Recorded data Start Marker
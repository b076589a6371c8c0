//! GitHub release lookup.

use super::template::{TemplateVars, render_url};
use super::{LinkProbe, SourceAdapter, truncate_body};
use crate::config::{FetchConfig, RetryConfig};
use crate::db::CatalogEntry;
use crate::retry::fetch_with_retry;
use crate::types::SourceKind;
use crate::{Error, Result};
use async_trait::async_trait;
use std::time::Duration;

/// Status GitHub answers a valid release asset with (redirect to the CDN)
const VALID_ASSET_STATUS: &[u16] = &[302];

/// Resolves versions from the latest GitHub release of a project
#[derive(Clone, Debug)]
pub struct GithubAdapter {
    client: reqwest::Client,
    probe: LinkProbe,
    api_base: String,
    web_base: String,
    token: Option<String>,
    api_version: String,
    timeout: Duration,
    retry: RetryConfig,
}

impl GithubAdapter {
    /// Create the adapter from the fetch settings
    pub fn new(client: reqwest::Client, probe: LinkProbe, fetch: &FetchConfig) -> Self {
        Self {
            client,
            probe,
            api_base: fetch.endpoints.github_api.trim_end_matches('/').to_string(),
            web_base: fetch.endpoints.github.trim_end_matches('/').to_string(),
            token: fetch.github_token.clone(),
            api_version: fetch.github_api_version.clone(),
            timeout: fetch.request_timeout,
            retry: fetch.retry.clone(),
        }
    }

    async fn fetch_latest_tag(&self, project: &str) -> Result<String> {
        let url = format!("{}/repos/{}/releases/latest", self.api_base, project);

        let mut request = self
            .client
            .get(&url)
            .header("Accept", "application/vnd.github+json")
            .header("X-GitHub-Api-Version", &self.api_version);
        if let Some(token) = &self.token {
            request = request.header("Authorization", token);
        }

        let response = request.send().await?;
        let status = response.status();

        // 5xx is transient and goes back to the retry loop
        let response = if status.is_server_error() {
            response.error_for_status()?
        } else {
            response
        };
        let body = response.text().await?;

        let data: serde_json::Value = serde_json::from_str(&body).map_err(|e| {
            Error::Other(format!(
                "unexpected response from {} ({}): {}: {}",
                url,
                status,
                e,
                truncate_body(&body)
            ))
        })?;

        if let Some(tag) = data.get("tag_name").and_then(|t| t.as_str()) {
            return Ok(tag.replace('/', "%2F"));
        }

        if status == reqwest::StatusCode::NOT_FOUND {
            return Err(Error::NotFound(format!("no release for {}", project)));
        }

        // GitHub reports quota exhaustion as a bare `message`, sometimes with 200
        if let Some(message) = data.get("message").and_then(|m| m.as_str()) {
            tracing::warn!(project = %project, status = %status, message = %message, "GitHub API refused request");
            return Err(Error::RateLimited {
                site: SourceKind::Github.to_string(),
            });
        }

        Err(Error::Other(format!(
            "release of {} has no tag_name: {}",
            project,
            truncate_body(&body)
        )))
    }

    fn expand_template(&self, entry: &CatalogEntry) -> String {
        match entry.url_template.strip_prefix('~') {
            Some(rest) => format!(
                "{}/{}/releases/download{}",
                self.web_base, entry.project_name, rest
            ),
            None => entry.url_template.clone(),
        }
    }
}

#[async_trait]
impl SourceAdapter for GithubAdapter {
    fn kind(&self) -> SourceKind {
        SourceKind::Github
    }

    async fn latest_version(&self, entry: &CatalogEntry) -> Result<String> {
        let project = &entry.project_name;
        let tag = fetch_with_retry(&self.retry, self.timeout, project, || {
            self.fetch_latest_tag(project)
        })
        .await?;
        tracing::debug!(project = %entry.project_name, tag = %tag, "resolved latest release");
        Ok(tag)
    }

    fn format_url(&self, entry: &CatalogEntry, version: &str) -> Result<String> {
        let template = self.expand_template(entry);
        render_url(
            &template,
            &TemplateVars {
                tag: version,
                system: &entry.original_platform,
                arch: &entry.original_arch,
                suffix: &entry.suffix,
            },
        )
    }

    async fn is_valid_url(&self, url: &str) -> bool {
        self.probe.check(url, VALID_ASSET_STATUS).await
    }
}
Recorded data End Marker
● **Task brief**:
Exactly one number should be given, showing how many lines of the material above contain the string "impl".

● **Written response**:
2